Why does a married man hobby?

dragon,
check ur PMs
What I have learned from this post: Be polite and nice to the ladies, but don't show anything of your real humanity to them. Not only are they not interested, personal interaction bothers them. In fact, turns them off. Sounds like they are only in it for the money.
Mature Companion's Avatar
What I have learned from this post: Be polite and nice to the ladies, but don't show anything of your real humanity to them. Not only are they not interested, personal interaction bothers them. In fact, turns them off. Sounds like they are only in it for the money. Originally Posted by barneyrubble

Barney,
I'm going to disagree with you. In fact as an older woman who does *understand* men a lot more than one might realize. It's okay, to talk about yourself to a *woman* in this hobby & to *share* things about (you).
Many of us *mature woman* are not at all insensitive as you might think.

However, Do not talk about your wife/kids & family. Sorry but when it comes to your S/O & kids. That borders on being indiscreet and exposing too much information. The hobby is about you not about them. And thus they should never be a part of your conversations.


Also: Be mindful of whom you spend time & with AND with what information about yourself you share with them.
Not every provider is a discreet nor understanding provider. Same applies with hobbyist. Sad but true!!
sanantonioman37's Avatar
how unfortunately true.
Point taken, Wicked Milf.
textodd11's Avatar
Brittany,

I never said you should get out of the hobby, I simply asked if maybe you should ask yourself if it was truly something that was right for you as an individual. It appears you have asked yourself that and are content with the answers.

The reason I asked is because the hobby is a very unique world and it takes a very special type of person with unique qualities and ideas to be a good provider and yet maintain their sanity. Some of the underlying tone of your responses on not only this, but other threads here and back on ASPD has painted the men in the hobby as well, less than flattering. That's all. As we all know, when something is posted online, we cannot know the writer's voice inflections, facial expressions, context or other factors which would indicate their intent. So we must individually extrapolate the intent from the literal and sometimes get it wrong. Once again, if I have done so, I apologize.

So we can agree to disagree. I am truly a believer that if more people simply accepted that as a solution, the world would be a happier place and we would all get along much better.

I do agree however that you may want to put something in your ads about your preferences not to know about marital status and other preferences you have expressed so that both you and the client will have the best experience possible.
Naughty_Jezabelle's Avatar
Some things are better left unsaid.....

Everyone has different opinions about EVERYTHING! From married clients to perfume to body type preferences. To each their own.

As a provider, we must be able to be an individual experience for each person we see. some do not want to talk about their SO's and some need to. I am open to hearing about it and I don't need to hear about your home life. I am interested in who you are so I can be the best provider for you right then. If that means you want to talk about your sick wife, or the wife that won't show you the passion you need; then by all means.

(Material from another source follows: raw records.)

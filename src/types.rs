// Copyright (c) 2024-2025 Peersync contributors
// Licensed under the MIT License. See LICENSE file for details.

//! Canonical record types tracked by the sync engine.
//!
//! These are the client's view of server-side entities. The server is the
//! source of truth for every field: records are only ever constructed from
//! server snapshots, never guessed client-side.

use serde::{Deserialize, Serialize};

use crate::error::ClientError;

/// Status of a tracked download.
#[derive(Debug, Clone, Copy, Serialize, Deserialize, PartialEq, Eq)]
pub enum DownloadStatus {
    /// Transfer still running server-side
    InProgress,
    /// Successfully completed
    Done,
    /// Failed server-side
    Failed,
}

impl DownloadStatus {
    /// Returns true once the download can no longer change state.
    pub fn is_terminal(&self) -> bool {
        matches!(self, DownloadStatus::Done | DownloadStatus::Failed)
    }

    /// Returns true while the download is still running.
    pub fn is_in_progress(&self) -> bool {
        matches!(self, DownloadStatus::InProgress)
    }

    /// Decode the wire `done`/`failed` flag pair.
    ///
    /// Both flags set is a protocol violation: the two states are mutually
    /// exclusive by contract. Callers log the violation and fall back to
    /// `Failed` rather than dropping the record.
    pub fn from_flags(done: bool, failed: bool) -> Result<Self, ClientError> {
        match (done, failed) {
            (false, false) => Ok(DownloadStatus::InProgress),
            (true, false) => Ok(DownloadStatus::Done),
            (false, true) => Ok(DownloadStatus::Failed),
            (true, true) => Err(ClientError::Protocol(
                "download reported both done and failed".to_string(),
            )),
        }
    }

    pub fn as_str(&self) -> &'static str {
        match self {
            Self::InProgress => "in progress",
            Self::Done => "done",
            Self::Failed => "failed",
        }
    }
}

/// The client's view of one server-side download.
#[derive(Debug, Clone, Serialize, Deserialize, PartialEq, Eq)]
pub struct DownloadRecord {
    /// Server-assigned identifier, stable for the download's lifetime. The
    /// only valid target for a stop/remove command.
    pub id: String,
    /// Display name of the file being downloaded
    pub name: String,
    /// Destination path on the requesting machine
    pub local_path: String,
    /// Current status as reported by the last applied snapshot
    pub status: DownloadStatus,
    /// Server-reported progress string (e.g. "42%"), informational only
    pub progress: Option<String>,
}

/// A file currently published by this client.
#[derive(Debug, Clone, Serialize, Deserialize, PartialEq, Eq)]
pub struct ShareRecord {
    /// Identifier assigned when the share was published
    pub unique_id: String,
    /// Path of the shared file
    pub local_path: String,
}

/// One hit from a catalog search. Ephemeral: replaced wholesale by the next
/// query, never persisted.
#[derive(Debug, Clone, Serialize, Deserialize, PartialEq, Eq)]
pub struct SearchResultEntry {
    /// Identifier of the discoverable remote file, the key used to request a
    /// download
    pub unique_id: String,
    /// Human-readable description shown to the user
    pub description: String,
}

As far as the thing with Brittany ... as I stated I respect your opinion, and you are entitled to it. But as far as "hobby" wise goes.. the large portion of the men on here are married.. so stating all the ways in which he shouldn't hobby or ways that would help him to not.. may not be the best course of action. Just a thought...

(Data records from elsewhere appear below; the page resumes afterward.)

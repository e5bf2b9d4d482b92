// Copyright (c) 2024-2025 Peersync contributors
// Licensed under the MIT License. See LICENSE file for details.

//! Catalog search. Stateless per call: each query replaces the previous
//! result set wholesale, and results live only until the next query.

use std::sync::{Arc, RwLock};

use crate::error::ClientResult;
use crate::locks::resilient_write;
use crate::session::SessionView;
use crate::transport::Backend;
use crate::types::SearchResultEntry;

pub struct SearchSession<B: Backend + ?Sized> {
    backend: Arc<B>,
    view: Arc<RwLock<SessionView>>,
}

impl<B: Backend + ?Sized> Clone for SearchSession<B> {
    fn clone(&self) -> Self {
        Self {
            backend: Arc::clone(&self.backend),
            view: Arc::clone(&self.view),
        }
    }
}

impl<B: Backend + ?Sized> SearchSession<B> {
    pub fn new(backend: Arc<B>, view: Arc<RwLock<SessionView>>) -> Self {
        Self { backend, view }
    }

    /// Run one query against the catalog. No matches yields an empty vector,
    /// not an error. An empty query is answered locally with an empty set;
    /// the wire route has no representation for it.
    pub async fn search(&self, query: &str) -> ClientResult<Vec<SearchResultEntry>> {
        if query.is_empty() {
            resilient_write(&self.view).set_search_results(Vec::new());
            return Ok(Vec::new());
        }

        let results = self.backend.search(query).await?;
        tracing::debug!(query, hits = results.len(), "search completed");
        resilient_write(&self.view).set_search_results(results.clone());
        Ok(results)
    }
}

The comment about this is about the money to us providers.. You are completely wrong in my case.. If it was about just the money.. I would have stopped a long time ago. I love my job. I wish society wasn't so judgmental and we could be open about our profession. I enjoy my clients; not just for the bill they helped to pay, but for their company, their touch, and their efforts to please me just as I please them. Some of my clients have turned into true friends that hang out with me outside of having to pay me for it. I know who they are and about their lives. So.. NO ITS NOT ABOUT THE MONEY!

I may not be married, but I have a void that needs to be filled. I do not have time for a bf, and definitely couldn't afford it financially. So, hobbyist give me the passion and desire I need without the hassel of a relationship. Its a two way street. We are all here bc we need something. Let's not judge someone on "WHY" they need it.

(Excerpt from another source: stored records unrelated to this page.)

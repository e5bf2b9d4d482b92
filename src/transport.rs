// Copyright (c) 2024-2025 Peersync contributors
// Licensed under the MIT License. See LICENSE file for details.

//! Transport layer: the wire contract with the file-sharing backend.
//!
//! [`Backend`] is the seam the trackers are written against; [`HttpTransport`]
//! is the production implementation talking to the client daemon's local REST
//! gateway. Every call suspends the caller until the response (or a network
//! failure) arrives, which is what makes the dispatcher's command-then-refresh
//! ordering structural rather than something to enforce with locks.
//!
//! Every response body rides in a `{success, error?}` envelope. A `success:
//! false` envelope decodes to [`ClientError::Business`] with the server's
//! message verbatim; it is never retried and never fatal.

use std::time::Duration;

use async_trait::async_trait;
use serde::de::DeserializeOwned;
use serde::Deserialize;

use crate::error::{ClientError, ClientResult};
use crate::types::{DownloadRecord, DownloadStatus, SearchResultEntry, ShareRecord};

/// Default gateway endpoint.
const DEFAULT_SERVER_URL: &str = "http://localhost:5050";

/// Default timeout for connection establishment (in seconds).
const CONNECT_TIMEOUT_SECS: u64 = 5;

/// Default timeout for a full request round-trip (in seconds).
const REQUEST_TIMEOUT_SECS: u64 = 30;

/// Request/response operations exposed by the backend collaborator.
///
/// Mirrors the gateway's logical contract one method per route. Trackers and
/// tests plug in through this trait; nothing above the transport knows about
/// HTTP.
#[async_trait]
pub trait Backend: Send + Sync {
    /// Search the shared catalog by filename substring. No matches is an
    /// empty vector, not an error.
    async fn search(&self, query: &str) -> ClientResult<Vec<SearchResultEntry>>;

    /// Ask the server to start downloading the file behind `unique_id` to
    /// `local_path`. The server assigns the download id; the caller learns it
    /// from the next snapshot.
    async fn start_download(&self, unique_id: &str, local_path: &str) -> ClientResult<()>;

    /// Fetch the full current snapshot of all downloads known to the server.
    async fn list_downloads(&self) -> ClientResult<Vec<DownloadRecord>>;

    /// Stop and remove the download with the given server-assigned id.
    async fn remove_download(&self, id: &str) -> ClientResult<()>;

    /// Publish a local file as a share.
    async fn share_file(&self, local_path: &str) -> ClientResult<()>;

    /// Fetch the full current snapshot of published shares.
    async fn list_shares(&self) -> ClientResult<Vec<ShareRecord>>;

    /// Retract the share with the given unique id.
    async fn remove_share(&self, unique_id: &str) -> ClientResult<()>;
}

// Wire-level response structures. The gateway wraps every route in the same
// envelope; `error` may be a plain string or an array of strings (exception
// args), so it is decoded leniently.

#[derive(Debug, Deserialize)]
struct StatusResponse {
    success: bool,
    #[serde(default)]
    error: Option<serde_json::Value>,
}

#[derive(Debug, Deserialize)]
struct SearchResponse {
    success: bool,
    #[serde(default)]
    error: Option<serde_json::Value>,
    #[serde(default)]
    files: Vec<SearchEntry>,
}

#[derive(Debug, Deserialize)]
struct SearchEntry {
    unique_id: String,
    description: String,
}

#[derive(Debug, Deserialize)]
struct DownloadsResponse {
    success: bool,
    #[serde(default)]
    error: Option<serde_json::Value>,
    #[serde(default)]
    downloads: Vec<DownloadEntry>,
}

#[derive(Debug, Deserialize)]
struct DownloadEntry {
    id: String,
    name: String,
    local_path: String,
    #[serde(default)]
    progress: Option<String>,
    done: bool,
    failed: bool,
}

#[derive(Debug, Deserialize)]
struct SharesResponse {
    success: bool,
    #[serde(default)]
    error: Option<serde_json::Value>,
    #[serde(default)]
    shares: Vec<ShareEntry>,
}

#[derive(Debug, Deserialize)]
struct ShareEntry {
    local_path: String,
    unique_id: String,
}

/// Render the envelope's error payload as a user-facing message.
fn error_message(error: &Option<serde_json::Value>) -> String {
    match error {
        Some(serde_json::Value::String(s)) => s.clone(),
        Some(serde_json::Value::Array(parts)) => parts
            .iter()
            .map(|p| match p {
                serde_json::Value::String(s) => s.clone(),
                other => other.to_string(),
            })
            .collect::<Vec<_>>()
            .join("; "),
        Some(other) => other.to_string(),
        None => "unspecified server error".to_string(),
    }
}

impl DownloadEntry {
    /// Decode the wire flags into a domain record. A record flagged both done
    /// and failed violates the contract; it is logged and kept as `Failed`
    /// rather than dropped, so the user still sees it.
    fn into_record(self) -> DownloadRecord {
        let status = match DownloadStatus::from_flags(self.done, self.failed) {
            Ok(status) => status,
            Err(err) => {
                tracing::warn!(id = %self.id, %err, "defensively marking download failed");
                DownloadStatus::Failed
            }
        };
        DownloadRecord {
            id: self.id,
            name: self.name,
            local_path: self.local_path,
            status,
            progress: self.progress,
        }
    }
}

/// HTTP implementation of [`Backend`] over the daemon's REST gateway.
#[derive(Debug, Clone)]
pub struct HttpTransport {
    /// Base URL of the gateway.
    base_url: String,
    /// HTTP client with configured connect timeout.
    client: reqwest::Client,
    /// Timeout applied per request.
    request_timeout: Duration,
}

impl Default for HttpTransport {
    fn default() -> Self {
        Self::new(DEFAULT_SERVER_URL)
    }
}

impl HttpTransport {
    /// Create a transport talking to the gateway at `url`.
    pub fn new(url: impl Into<String>) -> Self {
        let client = reqwest::Client::builder()
            .connect_timeout(Duration::from_secs(CONNECT_TIMEOUT_SECS))
            .build()
            .expect("Failed to create HTTP client");

        Self {
            base_url: url.into().trim_end_matches('/').to_string(),
            client,
            request_timeout: Duration::from_secs(REQUEST_TIMEOUT_SECS),
        }
    }

    /// Set a custom per-request timeout.
    pub fn with_request_timeout(mut self, timeout: Duration) -> Self {
        self.request_timeout = timeout;
        self
    }

    async fn get_json<T: DeserializeOwned>(
        &self,
        path: &str,
        query: &[(&str, &str)],
    ) -> ClientResult<T> {
        let url = format!("{}{}", self.base_url, path);

        let response = self
            .client
            .get(&url)
            .query(query)
            .timeout(self.request_timeout)
            .send()
            .await
            .map_err(ClientError::from)?;

        if !response.status().is_success() {
            return Err(ClientError::Network(format!(
                "HTTP {} from {}",
                response.status(),
                path
            )));
        }

        response.json::<T>().await.map_err(ClientError::from)
    }

    async fn get_status(&self, path: &str, query: &[(&str, &str)]) -> ClientResult<()> {
        let status: StatusResponse = self.get_json(path, query).await?;
        if !status.success {
            return Err(ClientError::Business(error_message(&status.error)));
        }
        Ok(())
    }
}

#[async_trait]
impl Backend for HttpTransport {
    async fn search(&self, query: &str) -> ClientResult<Vec<SearchResultEntry>> {
        let path = format!("/search/{}", urlencoding::encode(query));
        let response: SearchResponse = self.get_json(&path, &[]).await?;
        if !response.success {
            return Err(ClientError::Business(error_message(&response.error)));
        }
        Ok(response
            .files
            .into_iter()
            .map(|f| SearchResultEntry {
                unique_id: f.unique_id,
                description: f.description,
            })
            .collect())
    }

    async fn start_download(&self, unique_id: &str, local_path: &str) -> ClientResult<()> {
        self.get_status(
            "/download",
            &[("unique_id", unique_id), ("local_path", local_path)],
        )
        .await
    }

    async fn list_downloads(&self) -> ClientResult<Vec<DownloadRecord>> {
        let response: DownloadsResponse = self.get_json("/list-downloads", &[]).await?;
        if !response.success {
            return Err(ClientError::Business(error_message(&response.error)));
        }
        Ok(response
            .downloads
            .into_iter()
            .map(DownloadEntry::into_record)
            .collect())
    }

    async fn remove_download(&self, id: &str) -> ClientResult<()> {
        let path = format!("/remove-download/{}", urlencoding::encode(id));
        self.get_status(&path, &[]).await
    }

    async fn share_file(&self, local_path: &str) -> ClientResult<()> {
        self.get_status("/share", &[("local_path", local_path)]).await
    }

    async fn list_shares(&self) -> ClientResult<Vec<ShareRecord>> {
        let response: SharesResponse = self.get_json("/list-shares", &[]).await?;
        if !response.success {
            return Err(ClientError::Business(error_message(&response.error)));
        }
        Ok(response
            .shares
            .into_iter()
            .map(|s| ShareRecord {
                unique_id: s.unique_id,
                local_path: s.local_path,
            })
            .collect())
    }

    async fn remove_share(&self, unique_id: &str) -> ClientResult<()> {
        let path = format!("/remove-share/{}", urlencoding::encode(unique_id));
        self.get_status(&path, &[]).await
    }
}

With that being said... peace love and cookie!
Generally speaking, I do not think it is a provider's business if a client is married or not.
If a client sees a provider on a regular basis, they might gain enough mutual trust to talk about such matters. And: such mutual trust would actually enhance their time together.
Chisum's Avatar
I am happily married or happy with my significant other female. I hobby because I long for the undivided attention from a beautiful lady. Spouses too often get caught up in day to day life to have the same intimacy and passion that can be found wth a provider. That doesn't mean that I love my wife/so any less. I adore her. I love conversation with a beautiful young woman who has a good head on her shoulders. I don't want nor need the drama of a mistress. When I am with a provider, I am there for a service and she is a service provider. It is a professional relationship that satisfies a need in my life.
Joe Montana [or Peyton Manning] play-action-back to pass... oh he has his wide reciever wide open behind the defender down the middle...perfect spiral cradled in stride...no one even close. Touchdown!